Dataset entries:

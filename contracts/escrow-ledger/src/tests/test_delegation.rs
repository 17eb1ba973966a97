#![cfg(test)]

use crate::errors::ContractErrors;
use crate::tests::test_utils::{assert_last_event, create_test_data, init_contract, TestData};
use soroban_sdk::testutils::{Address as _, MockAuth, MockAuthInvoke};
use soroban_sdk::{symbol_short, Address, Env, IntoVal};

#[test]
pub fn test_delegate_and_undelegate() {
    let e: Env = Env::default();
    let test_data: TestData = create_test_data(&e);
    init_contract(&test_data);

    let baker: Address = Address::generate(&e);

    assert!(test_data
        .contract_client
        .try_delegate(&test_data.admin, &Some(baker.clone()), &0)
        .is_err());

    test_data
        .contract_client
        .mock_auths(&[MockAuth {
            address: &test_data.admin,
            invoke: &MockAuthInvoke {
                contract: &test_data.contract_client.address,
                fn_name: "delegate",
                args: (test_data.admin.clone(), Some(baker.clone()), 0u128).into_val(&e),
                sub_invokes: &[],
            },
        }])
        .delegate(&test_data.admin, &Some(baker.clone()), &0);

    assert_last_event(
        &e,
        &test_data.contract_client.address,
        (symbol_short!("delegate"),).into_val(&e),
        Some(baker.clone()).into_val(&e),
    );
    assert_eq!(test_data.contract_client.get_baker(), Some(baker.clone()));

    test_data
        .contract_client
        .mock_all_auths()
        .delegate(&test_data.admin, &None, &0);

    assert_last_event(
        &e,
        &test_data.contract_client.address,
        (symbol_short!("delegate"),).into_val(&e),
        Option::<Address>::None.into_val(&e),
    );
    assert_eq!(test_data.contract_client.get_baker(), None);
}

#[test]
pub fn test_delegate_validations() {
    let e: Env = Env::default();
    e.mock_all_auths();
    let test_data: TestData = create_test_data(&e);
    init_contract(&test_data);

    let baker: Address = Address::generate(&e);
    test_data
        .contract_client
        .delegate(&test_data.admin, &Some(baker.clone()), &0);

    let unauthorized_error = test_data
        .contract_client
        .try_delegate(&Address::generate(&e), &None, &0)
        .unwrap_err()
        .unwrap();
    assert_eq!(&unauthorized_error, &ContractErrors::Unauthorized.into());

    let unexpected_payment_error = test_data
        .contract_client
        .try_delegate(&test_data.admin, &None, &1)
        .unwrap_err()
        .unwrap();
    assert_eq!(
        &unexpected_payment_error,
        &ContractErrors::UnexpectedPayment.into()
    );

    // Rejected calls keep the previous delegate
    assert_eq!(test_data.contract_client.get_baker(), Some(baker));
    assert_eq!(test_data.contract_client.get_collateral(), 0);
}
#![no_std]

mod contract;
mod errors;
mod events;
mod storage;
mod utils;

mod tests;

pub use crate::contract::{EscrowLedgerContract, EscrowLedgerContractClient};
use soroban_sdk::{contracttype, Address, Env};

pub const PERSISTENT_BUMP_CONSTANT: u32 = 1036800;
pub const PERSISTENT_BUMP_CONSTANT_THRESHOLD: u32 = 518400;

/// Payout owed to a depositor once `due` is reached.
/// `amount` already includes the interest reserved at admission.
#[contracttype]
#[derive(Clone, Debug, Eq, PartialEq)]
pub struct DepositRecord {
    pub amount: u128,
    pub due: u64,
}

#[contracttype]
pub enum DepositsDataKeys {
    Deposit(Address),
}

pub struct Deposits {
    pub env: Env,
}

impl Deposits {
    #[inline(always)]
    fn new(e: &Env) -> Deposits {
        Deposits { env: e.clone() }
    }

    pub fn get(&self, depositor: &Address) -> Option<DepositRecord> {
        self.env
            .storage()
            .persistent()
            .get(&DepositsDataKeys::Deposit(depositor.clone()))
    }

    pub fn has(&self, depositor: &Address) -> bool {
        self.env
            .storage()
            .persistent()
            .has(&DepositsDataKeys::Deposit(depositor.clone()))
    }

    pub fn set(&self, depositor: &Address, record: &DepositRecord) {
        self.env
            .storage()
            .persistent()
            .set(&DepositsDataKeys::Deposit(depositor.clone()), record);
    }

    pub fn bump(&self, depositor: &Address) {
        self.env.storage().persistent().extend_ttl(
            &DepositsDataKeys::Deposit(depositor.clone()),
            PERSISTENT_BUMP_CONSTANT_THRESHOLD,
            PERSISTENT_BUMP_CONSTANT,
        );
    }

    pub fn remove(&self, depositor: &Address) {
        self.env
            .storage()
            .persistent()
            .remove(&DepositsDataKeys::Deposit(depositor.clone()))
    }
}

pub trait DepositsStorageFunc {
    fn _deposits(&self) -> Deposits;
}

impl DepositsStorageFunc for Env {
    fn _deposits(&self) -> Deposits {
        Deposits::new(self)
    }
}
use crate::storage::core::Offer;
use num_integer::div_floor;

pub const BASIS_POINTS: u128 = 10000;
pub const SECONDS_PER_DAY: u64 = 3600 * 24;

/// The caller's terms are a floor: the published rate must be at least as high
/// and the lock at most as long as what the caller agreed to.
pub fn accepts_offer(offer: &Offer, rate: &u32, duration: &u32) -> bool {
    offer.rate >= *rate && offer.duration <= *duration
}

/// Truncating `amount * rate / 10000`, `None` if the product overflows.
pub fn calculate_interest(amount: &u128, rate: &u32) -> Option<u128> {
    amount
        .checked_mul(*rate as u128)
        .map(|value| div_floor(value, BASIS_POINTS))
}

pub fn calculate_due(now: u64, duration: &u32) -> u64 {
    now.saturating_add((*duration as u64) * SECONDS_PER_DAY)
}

---

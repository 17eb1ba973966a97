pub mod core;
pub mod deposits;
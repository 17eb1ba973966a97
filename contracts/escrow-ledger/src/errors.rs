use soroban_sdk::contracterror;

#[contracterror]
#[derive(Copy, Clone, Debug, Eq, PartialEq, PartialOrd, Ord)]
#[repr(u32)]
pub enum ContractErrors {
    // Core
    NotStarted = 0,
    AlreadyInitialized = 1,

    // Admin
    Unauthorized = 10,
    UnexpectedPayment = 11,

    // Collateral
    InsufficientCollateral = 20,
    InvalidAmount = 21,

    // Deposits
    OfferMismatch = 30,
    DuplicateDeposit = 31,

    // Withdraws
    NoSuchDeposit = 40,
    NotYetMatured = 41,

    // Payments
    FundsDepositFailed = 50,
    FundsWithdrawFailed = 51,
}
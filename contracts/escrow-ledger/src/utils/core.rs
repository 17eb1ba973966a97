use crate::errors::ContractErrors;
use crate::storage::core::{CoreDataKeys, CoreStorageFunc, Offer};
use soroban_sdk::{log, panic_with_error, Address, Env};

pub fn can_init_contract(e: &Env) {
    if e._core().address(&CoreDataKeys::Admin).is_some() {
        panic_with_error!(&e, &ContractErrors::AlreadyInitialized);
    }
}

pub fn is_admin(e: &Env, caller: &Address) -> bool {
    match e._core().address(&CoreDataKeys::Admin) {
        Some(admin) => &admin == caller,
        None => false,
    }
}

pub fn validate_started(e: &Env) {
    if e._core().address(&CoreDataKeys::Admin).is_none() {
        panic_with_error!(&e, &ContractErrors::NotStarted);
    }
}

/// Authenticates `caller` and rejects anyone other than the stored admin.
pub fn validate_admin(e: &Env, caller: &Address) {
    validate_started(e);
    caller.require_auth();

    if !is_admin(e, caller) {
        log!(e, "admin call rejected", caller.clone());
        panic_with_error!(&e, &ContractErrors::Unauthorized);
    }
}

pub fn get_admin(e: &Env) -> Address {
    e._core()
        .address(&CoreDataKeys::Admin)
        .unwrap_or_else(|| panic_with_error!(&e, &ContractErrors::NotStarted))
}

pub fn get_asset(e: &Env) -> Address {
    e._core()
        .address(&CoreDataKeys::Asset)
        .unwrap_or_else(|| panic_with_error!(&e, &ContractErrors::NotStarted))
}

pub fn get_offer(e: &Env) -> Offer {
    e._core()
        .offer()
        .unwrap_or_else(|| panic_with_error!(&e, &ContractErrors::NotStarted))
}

---

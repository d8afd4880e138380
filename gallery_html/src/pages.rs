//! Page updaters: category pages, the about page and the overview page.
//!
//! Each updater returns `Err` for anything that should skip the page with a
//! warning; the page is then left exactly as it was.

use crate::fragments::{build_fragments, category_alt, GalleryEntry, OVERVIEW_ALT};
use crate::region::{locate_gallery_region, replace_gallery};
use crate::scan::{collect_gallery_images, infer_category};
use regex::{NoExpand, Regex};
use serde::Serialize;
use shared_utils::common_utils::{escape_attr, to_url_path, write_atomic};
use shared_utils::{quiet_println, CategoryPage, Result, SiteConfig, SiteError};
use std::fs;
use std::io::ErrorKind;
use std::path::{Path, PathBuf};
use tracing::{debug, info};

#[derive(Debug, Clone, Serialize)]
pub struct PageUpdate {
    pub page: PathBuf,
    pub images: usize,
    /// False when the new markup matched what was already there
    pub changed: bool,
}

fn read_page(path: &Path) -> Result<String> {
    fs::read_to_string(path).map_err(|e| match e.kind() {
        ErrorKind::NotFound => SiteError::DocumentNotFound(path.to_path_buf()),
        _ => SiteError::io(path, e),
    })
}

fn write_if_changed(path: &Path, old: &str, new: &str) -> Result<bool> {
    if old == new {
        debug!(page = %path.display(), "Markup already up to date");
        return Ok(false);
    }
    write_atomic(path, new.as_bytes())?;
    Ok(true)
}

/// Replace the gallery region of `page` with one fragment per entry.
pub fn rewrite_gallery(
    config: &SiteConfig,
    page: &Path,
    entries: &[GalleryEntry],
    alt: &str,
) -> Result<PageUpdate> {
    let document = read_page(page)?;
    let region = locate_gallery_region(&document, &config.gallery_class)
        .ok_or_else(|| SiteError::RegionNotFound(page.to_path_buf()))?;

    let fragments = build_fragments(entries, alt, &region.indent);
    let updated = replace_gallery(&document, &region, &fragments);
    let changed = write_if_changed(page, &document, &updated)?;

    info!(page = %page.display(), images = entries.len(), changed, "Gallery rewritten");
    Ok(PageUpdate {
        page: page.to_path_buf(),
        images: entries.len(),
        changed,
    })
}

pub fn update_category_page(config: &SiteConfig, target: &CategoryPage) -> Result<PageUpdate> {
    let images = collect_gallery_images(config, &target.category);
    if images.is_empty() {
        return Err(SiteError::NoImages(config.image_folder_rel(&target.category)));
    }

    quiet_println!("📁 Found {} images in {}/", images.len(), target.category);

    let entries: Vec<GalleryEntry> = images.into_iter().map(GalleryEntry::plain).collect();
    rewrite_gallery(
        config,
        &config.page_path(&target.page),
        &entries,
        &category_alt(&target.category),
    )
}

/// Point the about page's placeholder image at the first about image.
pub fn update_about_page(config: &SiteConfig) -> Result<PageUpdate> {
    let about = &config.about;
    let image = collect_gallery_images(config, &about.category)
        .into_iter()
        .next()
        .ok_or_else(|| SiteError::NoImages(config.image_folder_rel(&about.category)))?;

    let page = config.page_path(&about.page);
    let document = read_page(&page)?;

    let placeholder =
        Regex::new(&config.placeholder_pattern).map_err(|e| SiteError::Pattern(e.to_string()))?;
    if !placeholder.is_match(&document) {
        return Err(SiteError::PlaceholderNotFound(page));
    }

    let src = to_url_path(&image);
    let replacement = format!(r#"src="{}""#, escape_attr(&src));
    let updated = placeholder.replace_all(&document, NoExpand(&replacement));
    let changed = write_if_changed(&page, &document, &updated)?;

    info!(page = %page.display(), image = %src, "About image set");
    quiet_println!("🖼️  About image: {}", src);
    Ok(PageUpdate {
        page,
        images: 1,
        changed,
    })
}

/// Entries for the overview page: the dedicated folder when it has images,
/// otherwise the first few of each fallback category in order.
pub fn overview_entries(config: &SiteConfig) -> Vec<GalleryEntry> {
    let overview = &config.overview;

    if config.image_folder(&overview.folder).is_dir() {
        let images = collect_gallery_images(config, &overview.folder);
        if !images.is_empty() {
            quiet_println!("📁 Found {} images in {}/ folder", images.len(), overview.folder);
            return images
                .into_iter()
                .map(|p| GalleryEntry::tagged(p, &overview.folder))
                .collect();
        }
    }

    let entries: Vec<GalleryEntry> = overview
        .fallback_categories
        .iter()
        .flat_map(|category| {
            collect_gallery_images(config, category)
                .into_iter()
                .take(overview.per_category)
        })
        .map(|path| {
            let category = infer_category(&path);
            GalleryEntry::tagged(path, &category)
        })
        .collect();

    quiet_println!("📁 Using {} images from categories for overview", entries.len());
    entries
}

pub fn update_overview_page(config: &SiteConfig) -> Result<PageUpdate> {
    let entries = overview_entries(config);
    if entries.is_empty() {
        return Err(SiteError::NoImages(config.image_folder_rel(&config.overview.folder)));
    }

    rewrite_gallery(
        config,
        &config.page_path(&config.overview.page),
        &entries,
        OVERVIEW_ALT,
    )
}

What you are asked to do:
Which lines hold the string "SiteError"? Copy all of them from the data above.

Answer to the problem:
use shared_utils::{quiet_println, CategoryPage, Result, SiteConfig, SiteError};
        ErrorKind::NotFound => SiteError::DocumentNotFound(path.to_path_buf()),
        _ => SiteError::io(path, e),
        .ok_or_else(|| SiteError::RegionNotFound(page.to_path_buf()))?;
        return Err(SiteError::NoImages(config.image_folder_rel(&target.category)));
        .ok_or_else(|| SiteError::NoImages(config.image_folder_rel(&about.category)))?;
        Regex::new(&config.placeholder_pattern).map_err(|e| SiteError::Pattern(e.to_string()))?;
        return Err(SiteError::PlaceholderNotFound(page));
        return Err(SiteError::NoImages(config.image_folder_rel(&config.overview.folder)));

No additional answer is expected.